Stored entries
····················
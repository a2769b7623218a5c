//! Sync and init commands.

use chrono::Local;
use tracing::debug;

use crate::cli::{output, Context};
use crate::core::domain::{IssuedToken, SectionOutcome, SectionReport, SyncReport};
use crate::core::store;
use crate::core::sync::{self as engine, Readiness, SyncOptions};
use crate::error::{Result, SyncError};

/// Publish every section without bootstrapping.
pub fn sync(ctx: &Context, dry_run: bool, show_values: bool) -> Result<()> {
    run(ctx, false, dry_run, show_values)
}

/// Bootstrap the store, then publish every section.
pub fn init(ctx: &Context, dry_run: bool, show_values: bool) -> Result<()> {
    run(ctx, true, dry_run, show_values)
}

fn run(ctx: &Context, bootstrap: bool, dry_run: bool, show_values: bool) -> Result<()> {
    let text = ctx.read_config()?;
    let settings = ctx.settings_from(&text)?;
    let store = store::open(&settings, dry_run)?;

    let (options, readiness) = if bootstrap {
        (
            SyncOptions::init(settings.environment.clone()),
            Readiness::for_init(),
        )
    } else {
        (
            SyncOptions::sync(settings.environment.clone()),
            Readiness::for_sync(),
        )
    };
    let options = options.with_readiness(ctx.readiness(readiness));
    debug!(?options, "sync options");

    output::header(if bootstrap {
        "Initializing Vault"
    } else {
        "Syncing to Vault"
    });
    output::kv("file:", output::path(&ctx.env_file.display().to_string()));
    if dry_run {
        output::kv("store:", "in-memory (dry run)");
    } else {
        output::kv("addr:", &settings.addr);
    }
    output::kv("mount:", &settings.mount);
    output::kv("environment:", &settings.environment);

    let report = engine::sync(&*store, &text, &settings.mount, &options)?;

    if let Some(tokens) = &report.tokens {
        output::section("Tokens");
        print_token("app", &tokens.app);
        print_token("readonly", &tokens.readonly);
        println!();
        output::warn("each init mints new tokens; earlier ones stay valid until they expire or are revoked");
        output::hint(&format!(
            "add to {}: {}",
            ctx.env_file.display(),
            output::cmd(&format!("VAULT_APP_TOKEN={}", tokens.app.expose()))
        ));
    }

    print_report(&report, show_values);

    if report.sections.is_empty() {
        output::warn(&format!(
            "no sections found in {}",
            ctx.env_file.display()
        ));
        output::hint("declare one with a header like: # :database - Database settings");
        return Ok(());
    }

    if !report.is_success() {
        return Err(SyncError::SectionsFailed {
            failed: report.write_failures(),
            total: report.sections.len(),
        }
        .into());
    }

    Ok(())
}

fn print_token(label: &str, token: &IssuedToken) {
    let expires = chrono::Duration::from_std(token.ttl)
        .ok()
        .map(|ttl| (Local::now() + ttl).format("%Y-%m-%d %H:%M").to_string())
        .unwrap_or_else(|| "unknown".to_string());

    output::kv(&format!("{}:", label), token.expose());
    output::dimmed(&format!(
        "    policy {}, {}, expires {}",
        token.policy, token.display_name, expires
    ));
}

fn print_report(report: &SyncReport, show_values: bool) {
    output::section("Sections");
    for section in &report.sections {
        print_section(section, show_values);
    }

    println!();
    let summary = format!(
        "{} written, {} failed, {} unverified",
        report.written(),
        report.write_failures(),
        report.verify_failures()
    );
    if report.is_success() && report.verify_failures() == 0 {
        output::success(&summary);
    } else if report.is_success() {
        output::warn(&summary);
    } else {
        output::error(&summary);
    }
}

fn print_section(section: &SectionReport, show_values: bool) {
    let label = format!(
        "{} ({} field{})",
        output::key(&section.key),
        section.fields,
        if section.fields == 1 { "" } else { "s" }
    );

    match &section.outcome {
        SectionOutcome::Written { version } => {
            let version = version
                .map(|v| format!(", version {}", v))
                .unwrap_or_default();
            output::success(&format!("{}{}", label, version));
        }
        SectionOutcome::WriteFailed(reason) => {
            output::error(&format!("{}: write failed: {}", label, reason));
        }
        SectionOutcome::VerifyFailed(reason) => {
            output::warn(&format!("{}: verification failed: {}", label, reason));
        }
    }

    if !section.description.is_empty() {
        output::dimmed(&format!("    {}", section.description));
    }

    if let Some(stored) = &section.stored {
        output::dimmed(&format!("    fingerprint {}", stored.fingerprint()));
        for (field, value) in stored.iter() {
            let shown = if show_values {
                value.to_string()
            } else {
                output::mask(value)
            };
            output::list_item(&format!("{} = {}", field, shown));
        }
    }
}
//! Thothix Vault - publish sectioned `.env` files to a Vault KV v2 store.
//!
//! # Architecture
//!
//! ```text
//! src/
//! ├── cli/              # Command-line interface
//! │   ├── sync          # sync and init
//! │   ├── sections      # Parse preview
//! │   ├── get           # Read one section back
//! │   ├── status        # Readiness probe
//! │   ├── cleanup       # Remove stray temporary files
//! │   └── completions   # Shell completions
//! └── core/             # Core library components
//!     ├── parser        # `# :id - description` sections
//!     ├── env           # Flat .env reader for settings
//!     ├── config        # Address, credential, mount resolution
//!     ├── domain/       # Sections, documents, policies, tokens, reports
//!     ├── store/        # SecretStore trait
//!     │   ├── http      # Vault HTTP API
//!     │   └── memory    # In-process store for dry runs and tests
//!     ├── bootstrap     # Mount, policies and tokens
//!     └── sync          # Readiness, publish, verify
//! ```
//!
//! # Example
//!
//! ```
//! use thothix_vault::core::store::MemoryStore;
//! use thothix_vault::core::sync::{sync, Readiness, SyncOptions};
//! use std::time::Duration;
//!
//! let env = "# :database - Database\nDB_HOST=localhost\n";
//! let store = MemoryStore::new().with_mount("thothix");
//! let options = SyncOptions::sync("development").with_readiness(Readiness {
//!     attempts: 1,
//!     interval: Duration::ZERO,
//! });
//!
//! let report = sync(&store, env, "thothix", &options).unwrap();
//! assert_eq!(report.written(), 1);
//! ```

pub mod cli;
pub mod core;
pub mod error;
····················
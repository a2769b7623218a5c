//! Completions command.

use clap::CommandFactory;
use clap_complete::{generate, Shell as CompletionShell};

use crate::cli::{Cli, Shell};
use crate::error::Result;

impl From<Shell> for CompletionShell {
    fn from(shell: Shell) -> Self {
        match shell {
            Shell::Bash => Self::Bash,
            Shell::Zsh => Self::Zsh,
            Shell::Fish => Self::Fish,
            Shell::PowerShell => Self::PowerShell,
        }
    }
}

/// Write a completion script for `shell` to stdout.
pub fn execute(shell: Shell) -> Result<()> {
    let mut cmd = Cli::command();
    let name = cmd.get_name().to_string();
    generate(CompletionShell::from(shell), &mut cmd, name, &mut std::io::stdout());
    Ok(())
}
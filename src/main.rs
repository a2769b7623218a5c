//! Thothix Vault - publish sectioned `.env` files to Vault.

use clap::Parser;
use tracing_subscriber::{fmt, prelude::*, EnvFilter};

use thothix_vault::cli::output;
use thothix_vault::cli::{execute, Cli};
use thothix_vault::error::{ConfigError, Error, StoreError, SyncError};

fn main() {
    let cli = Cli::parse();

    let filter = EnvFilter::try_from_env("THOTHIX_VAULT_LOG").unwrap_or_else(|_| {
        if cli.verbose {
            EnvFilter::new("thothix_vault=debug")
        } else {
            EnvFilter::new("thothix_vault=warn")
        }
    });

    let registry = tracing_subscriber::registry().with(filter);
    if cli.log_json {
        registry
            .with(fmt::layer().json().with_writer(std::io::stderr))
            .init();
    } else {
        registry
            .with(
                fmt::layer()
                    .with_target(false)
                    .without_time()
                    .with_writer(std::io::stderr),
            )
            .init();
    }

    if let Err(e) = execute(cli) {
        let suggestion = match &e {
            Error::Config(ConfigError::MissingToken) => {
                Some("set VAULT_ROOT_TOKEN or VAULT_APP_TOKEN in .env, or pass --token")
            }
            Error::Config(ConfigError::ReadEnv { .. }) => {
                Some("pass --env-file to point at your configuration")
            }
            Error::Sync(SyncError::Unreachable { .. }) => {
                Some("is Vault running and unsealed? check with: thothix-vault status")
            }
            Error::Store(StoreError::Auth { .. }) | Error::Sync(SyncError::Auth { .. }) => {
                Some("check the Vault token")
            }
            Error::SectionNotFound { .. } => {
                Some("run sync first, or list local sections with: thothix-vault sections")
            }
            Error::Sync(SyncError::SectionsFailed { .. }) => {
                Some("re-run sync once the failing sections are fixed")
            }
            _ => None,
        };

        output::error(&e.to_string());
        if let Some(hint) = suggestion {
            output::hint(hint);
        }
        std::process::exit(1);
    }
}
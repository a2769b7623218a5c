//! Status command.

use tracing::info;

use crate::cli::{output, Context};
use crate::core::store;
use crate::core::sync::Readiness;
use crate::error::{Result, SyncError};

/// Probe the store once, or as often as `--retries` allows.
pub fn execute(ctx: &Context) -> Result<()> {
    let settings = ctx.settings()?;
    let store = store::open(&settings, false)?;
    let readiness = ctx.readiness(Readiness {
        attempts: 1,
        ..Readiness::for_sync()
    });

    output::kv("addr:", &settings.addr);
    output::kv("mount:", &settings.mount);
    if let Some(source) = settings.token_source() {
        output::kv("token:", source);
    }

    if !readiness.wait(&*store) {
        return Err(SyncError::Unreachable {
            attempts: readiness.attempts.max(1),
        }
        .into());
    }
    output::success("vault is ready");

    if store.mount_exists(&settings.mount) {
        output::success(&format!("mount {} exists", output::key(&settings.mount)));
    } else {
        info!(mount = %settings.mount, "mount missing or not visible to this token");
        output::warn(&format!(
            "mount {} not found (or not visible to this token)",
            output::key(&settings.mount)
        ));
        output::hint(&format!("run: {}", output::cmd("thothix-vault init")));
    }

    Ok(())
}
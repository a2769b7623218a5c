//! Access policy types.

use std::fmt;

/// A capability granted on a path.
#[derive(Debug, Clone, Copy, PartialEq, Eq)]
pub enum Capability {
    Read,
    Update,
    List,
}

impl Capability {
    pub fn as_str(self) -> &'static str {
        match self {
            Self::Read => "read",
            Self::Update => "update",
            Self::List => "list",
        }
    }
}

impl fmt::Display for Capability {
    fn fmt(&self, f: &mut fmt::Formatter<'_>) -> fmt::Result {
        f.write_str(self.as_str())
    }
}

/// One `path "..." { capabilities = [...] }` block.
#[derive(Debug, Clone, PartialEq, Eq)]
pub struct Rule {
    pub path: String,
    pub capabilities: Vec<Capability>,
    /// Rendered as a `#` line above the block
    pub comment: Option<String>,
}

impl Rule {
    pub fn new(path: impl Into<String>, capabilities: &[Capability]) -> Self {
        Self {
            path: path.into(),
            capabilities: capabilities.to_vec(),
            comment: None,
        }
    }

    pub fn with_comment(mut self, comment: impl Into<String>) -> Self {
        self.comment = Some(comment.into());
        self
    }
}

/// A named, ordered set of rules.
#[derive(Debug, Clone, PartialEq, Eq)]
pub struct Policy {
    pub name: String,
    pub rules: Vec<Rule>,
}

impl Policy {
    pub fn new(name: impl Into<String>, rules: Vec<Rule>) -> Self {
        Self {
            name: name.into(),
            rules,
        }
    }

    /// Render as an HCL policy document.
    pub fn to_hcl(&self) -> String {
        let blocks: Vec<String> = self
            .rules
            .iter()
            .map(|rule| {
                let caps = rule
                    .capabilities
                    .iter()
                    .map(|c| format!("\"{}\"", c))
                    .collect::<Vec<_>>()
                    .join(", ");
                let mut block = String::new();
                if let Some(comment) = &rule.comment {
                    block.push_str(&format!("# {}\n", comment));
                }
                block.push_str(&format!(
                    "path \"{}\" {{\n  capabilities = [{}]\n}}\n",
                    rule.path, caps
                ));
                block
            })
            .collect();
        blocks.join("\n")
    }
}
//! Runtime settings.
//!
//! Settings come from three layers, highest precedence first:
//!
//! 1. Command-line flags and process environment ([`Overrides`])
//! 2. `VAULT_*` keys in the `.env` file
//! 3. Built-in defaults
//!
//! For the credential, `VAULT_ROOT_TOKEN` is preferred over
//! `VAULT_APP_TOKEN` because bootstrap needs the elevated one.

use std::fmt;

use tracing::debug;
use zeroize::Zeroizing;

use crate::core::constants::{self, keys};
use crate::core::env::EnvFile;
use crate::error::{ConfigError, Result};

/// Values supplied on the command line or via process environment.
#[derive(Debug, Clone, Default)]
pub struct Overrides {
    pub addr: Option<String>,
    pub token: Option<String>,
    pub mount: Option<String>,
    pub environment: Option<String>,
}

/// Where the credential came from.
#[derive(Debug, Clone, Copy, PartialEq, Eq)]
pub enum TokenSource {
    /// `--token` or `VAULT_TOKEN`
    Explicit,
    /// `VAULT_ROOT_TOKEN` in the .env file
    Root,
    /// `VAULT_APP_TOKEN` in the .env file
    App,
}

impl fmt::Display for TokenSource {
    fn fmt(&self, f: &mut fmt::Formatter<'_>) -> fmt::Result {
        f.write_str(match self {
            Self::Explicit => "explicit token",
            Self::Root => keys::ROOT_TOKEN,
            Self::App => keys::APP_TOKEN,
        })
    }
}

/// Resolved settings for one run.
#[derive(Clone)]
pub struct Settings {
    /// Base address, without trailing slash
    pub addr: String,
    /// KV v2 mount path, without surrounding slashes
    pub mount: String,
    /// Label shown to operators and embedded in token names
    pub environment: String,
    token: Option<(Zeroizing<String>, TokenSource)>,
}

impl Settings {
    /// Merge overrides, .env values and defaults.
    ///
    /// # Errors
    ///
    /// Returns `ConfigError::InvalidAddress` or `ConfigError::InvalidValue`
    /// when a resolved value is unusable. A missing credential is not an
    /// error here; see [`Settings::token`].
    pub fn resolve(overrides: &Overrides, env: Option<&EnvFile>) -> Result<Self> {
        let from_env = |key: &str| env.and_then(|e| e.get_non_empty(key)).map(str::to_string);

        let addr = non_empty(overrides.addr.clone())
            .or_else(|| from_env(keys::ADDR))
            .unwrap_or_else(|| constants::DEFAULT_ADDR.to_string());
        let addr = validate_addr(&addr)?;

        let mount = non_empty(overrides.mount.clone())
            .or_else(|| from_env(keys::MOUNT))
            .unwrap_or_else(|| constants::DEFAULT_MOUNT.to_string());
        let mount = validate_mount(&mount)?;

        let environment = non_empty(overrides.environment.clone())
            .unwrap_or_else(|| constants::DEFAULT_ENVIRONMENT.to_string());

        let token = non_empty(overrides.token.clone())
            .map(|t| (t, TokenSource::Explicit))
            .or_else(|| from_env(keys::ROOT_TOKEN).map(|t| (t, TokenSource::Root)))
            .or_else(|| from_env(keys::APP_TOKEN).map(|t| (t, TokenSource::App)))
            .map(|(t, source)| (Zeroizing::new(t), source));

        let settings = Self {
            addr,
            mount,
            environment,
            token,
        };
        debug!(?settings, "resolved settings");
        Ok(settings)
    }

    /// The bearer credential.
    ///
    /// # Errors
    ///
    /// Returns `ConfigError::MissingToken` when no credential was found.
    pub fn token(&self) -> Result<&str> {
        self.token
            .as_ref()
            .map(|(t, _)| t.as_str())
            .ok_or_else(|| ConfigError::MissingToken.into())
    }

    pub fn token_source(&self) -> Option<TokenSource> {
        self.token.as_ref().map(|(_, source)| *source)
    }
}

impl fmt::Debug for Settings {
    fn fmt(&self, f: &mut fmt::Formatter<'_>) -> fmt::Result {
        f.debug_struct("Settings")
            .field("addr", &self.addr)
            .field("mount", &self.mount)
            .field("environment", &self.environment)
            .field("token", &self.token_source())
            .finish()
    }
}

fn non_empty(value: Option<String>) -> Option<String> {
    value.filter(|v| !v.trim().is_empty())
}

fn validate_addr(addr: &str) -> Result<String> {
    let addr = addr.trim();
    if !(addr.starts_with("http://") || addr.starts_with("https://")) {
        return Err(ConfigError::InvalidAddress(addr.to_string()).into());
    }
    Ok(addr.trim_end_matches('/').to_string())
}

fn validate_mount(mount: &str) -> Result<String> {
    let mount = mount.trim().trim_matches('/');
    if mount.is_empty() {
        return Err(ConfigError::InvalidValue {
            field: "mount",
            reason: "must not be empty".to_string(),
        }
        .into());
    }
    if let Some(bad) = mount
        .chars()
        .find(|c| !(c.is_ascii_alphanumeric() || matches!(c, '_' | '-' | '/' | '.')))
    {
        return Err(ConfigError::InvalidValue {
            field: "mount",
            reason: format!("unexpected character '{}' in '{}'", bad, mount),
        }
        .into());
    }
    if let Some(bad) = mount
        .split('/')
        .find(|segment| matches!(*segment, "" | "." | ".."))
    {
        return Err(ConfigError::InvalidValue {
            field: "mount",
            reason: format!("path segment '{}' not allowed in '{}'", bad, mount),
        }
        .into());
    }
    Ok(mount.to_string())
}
····················
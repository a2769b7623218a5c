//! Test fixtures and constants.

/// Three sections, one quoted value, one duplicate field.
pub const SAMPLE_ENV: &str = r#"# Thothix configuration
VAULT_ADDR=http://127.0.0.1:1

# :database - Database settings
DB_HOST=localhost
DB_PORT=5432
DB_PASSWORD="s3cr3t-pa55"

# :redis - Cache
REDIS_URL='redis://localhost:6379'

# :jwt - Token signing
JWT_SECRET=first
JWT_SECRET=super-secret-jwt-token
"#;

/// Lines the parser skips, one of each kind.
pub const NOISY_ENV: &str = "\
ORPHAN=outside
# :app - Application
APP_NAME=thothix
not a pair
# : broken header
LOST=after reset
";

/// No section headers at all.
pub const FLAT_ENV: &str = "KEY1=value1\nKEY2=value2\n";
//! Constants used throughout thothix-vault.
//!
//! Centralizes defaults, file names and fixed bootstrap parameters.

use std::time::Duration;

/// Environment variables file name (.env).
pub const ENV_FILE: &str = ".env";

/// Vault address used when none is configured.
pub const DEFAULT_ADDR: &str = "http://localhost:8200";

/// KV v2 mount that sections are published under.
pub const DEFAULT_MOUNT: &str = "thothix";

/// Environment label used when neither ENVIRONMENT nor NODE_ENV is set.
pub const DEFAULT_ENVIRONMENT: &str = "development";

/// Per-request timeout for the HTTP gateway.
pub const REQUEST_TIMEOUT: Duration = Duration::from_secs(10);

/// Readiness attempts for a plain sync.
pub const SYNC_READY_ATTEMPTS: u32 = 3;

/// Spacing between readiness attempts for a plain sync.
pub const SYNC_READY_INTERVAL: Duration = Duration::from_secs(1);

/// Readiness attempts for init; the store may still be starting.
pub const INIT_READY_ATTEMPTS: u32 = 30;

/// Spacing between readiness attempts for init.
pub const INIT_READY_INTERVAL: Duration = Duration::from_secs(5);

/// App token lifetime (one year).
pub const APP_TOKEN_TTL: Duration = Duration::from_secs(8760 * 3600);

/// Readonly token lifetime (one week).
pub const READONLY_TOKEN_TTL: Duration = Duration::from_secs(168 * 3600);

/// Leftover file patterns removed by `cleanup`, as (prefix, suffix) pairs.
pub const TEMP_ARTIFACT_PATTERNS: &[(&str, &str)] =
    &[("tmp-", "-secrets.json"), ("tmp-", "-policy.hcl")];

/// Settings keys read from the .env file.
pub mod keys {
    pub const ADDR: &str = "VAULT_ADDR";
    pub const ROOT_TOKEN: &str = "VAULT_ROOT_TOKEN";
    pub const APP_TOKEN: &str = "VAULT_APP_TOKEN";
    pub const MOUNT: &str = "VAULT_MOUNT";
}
····················
## [WORK TO COMPLETE]
Where a line of the records has the string "sectioned", return that line.

## [EXERCISE SOLUTION]
//! Thothix Vault - publish sectioned `.env` files to a Vault KV v2 store.
//! Thothix Vault - publish sectioned `.env` files to Vault.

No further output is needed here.